Victor Wembanyama et les Spurs ont « passé un cap » pour jouer le titre NBA dès cette saison « de manière réaliste »

Victor Wembanyama affiche tranquillement ses ambitions de titre et de progression cette année.
C’est un Victor Wembanyama (2,24 m, 22 ans) tout sourire, relâché, qui s’était présenté au micro de Rémi Reverchon pour BeIN Sports, lors du NBA All-Star Break. En plus d’évoquer son envie de reporter le maillot bleu cet été à l’occasion de la fenêtre d’août idéalement, le phénomène français est revenu sur sa folle saison, et celle des Spurs, actuellement 2es de la conférence Ouest, qui lui font nourrir de grandes ambitions. Mais aussi sur ses failles dans le jeu, et sur celles qu’il peut travailler.
🏀 #NBAextra
🇫🇷👽 L'entretien complet de Wemby avec @SoFrenchProd pendant le All Star Game !👀 Sa saison, la progression des Spurs, l'objectif titre, l'Équipe de France… Victor Wembanyama s'est confié en exclusivité ! pic.twitter.com/8XimnxRVOU
— NBAextra (@NBAextra) February 22, 2026
Un titre « réaliste » cette année pour Wembanyama
Au micro de BeIN Sports, Victor Wembanyama n’a pas cherché à faire de langue de bois, comme toujours nous dira-t-on. Alors quand il lui est demandé si le titre était déjà atteignable pour San Antonio : « Bien sûr ! Et c’est réaliste ». Avant de développer : « Il me semble que quand on regarde les champions des 10-15 dernières années, tous ou presque étaient premiers ou deuxièmes du classement, donc c’est possible ».

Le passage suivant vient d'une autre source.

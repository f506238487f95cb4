// Shutdown Token

use tokio::sync::watch;

/// Shutdown signal for graceful termination
#[derive(Clone)]
pub struct ShutdownToken {
    rx: watch::Receiver<bool>,
}

impl ShutdownToken {
    /// Check if shutdown was requested
    pub fn is_shutdown(&self) -> bool {
        *self.rx.borrow()
    }

    /// Wait for shutdown signal
    ///
    /// Also returns when the sender is dropped.
    pub async fn wait(&mut self) {
        let _ = self.rx.wait_for(|stop| *stop).await;
    }
}

/// Shutdown sender
pub struct ShutdownSender {
    tx: watch::Sender<bool>,
}

impl ShutdownSender {
    /// Signal shutdown to every token holder; repeated calls are no-ops
    pub fn shutdown(&self) {
        self.tx.send_if_modified(|stop| !std::mem::replace(stop, true));
    }
}

/// Create a shutdown channel
pub fn shutdown_channel() -> (ShutdownSender, ShutdownToken) {
    let (tx, rx) = watch::channel(false);
    (ShutdownSender { tx }, ShutdownToken { rx })
}

#[cfg(test)]
mod tests {
    use super::*;
    use std::time::Duration;

    #[tokio::test]
    async fn test_token_observes_shutdown() {
        let (tx, mut token) = shutdown_channel();
        assert!(!token.is_shutdown());

        tx.shutdown();
        tx.shutdown();

        assert!(token.is_shutdown());
        tokio::time::timeout(Duration::from_secs(1), token.wait())
            .await
            .expect("wait should return after shutdown");
    }

    #[tokio::test]
    async fn test_wait_returns_when_sender_dropped() {
        let (tx, mut token) = shutdown_channel();
        drop(tx);

        tokio::time::timeout(Duration::from_secs(1), token.wait())
            .await
            .expect("wait should return once the sender is gone");
    }

    #[tokio::test]
    async fn test_clones_share_the_signal() {
        let (tx, token) = shutdown_channel();
        let mut clone = token.clone();

        let waiter = tokio::spawn(async move {
            clone.wait().await;
            clone.is_shutdown()
        });
        tx.shutdown();

        assert!(waiter.await.unwrap());
    }
}
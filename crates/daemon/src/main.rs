//! sockproc - Main Entry Point
//!
//! Binds the socket, detaches, then serves until SIGINT or SIGTERM.

mod config;
mod logging;
mod pidfile;

use anyhow::{Context, Result};
use clap::Parser;
use config::Args;
use pidfile::PidFile;
use sockproc_api_socket::{BoundListener, SocketServer};
use sockproc_core::application::shutdown_channel;
use sockproc_core::VERSION;
use std::sync::Arc;
use tokio::signal::unix::{signal, SignalKind};
use tracing::info;

fn main() -> Result<()> {
    let args = Args::parse();
    args.validate()?;

    // Bind while still attached, so a taken address fails the launch visibly
    let bound = BoundListener::bind(&args.listen)
        .with_context(|| format!("cannot listen on {}", args.listen))?;

    if !args.foreground {
        daemonize()?;
    }

    let _pidfile = args
        .pidfile
        .as_ref()
        .map(PidFile::create)
        .transpose()
        .context("cannot write pid file")?;

    let _log_guard = logging::init(args.log_file.as_deref())?;

    info!(
        version = VERSION,
        listen = %args.listen,
        foreground = args.foreground,
        workdir = ?args.workdir,
        "sockproc starting"
    );

    // The runtime's worker threads must be created after the fork
    let runtime = tokio::runtime::Builder::new_multi_thread()
        .enable_all()
        .build()
        .context("cannot start tokio runtime")?;

    runtime.block_on(serve(&args, bound))?;

    info!("Shutdown complete.");
    Ok(())
}

async fn serve(args: &Args, bound: BoundListener) -> Result<()> {
    let listener = bound
        .into_tokio()
        .context("cannot register listener with the runtime")?;

    let mut sigterm = signal(SignalKind::terminate()).context("cannot install SIGTERM handler")?;
    let mut sigint = signal(SignalKind::interrupt()).context("cannot install SIGINT handler")?;

    let server = SocketServer::new(Arc::new(args.executor()), args.server_config());
    let (shutdown_tx, shutdown_rx) = shutdown_channel();

    let run = server.run(listener, shutdown_rx);
    tokio::pin!(run);

    let received = tokio::select! {
        result = &mut run => return result.context("server stopped unexpectedly"),
        _ = sigterm.recv() => "SIGTERM",
        _ = sigint.recv() => "SIGINT",
    };

    info!(signal = received, "Shutdown signal received. Exiting gracefully...");
    shutdown_tx.shutdown();

    run.await.context("server shutdown failed")
}

/// Detach from the terminal, keeping the working directory
#[cfg(target_os = "linux")]
fn daemonize() -> Result<()> {
    nix::unistd::daemon(true, false).context("cannot daemonize")
}

#[cfg(not(target_os = "linux"))]
fn daemonize() -> Result<()> {
    anyhow::bail!("background mode is only supported on Linux; pass --foreground")
}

Ces ambitions de sacre sont rendues possibles par la progression collective des Spurs, celle du coach Mitch Johnson qui vit là sa première saison complète en tant que head coach, mais aussi celle de « Wemby » lui-même.
« Ils transforment les matchs en combat physique »
« Énormément de progression physique » décrit-il avec un peu de recul. « Je touche du bois car je suis en bonne santé. On a tous passé un cap, je me suis amélioré tactiquement aussi notamment dans la sélection de tirs, où je suis plus à l’aise ». Il n’en demeure qu’aussi surprenant soit-il, Victor Wembanyama a des failles, qu’il admet volontiers.
Notamment lorsque les équipes adverses lui proposent une match up déséquilibrée sur le plan de la taille, face à un défenseur plus petit mais tout de même robuste. « Un joueur plus petit, avec un centre de gravité plus bas et capable de me soulever un peu de sol, peut me gêner. C’est ce que beaucoup d’équipes font. Dans un match de basket, il n’y aura pas photo, alors ils le transforment en combat physique. » Pas de quoi effrayer l’ancien Nanterrien donc, confiant, et qui se sent de plus en plus à l’aise dans ce contexte.
« Il n’y a encore rien que je maîtrise parfaitement »
Si cela ne peut aller que mieux au fil des confrontations, Victor Wembanyama souhaite en revanche développer toutes les facettes de son jeu, avouant avec humilité qu’« Il n’y a encore rien que je maîtrise parfaitement, même les contres ». Si cela semble difficile, pour ne pas dire impossible de tout corriger d’un coup, le Français souhaite se concentrer sur un point : le playmaking.
Un aspect dont il se sait capable, mais qui nécessitera une sacrée gymnastique mentale : « C’est dur de mettre son esprit en mode scoring, et à la fois en mode playmaking et à la fois ci, ça… » La NBA est prévenue, reste désormais à passer l’épreuve du temps, pour un joueur pour qui tout semble aller plus vite, plus haut et plus fort que les autres.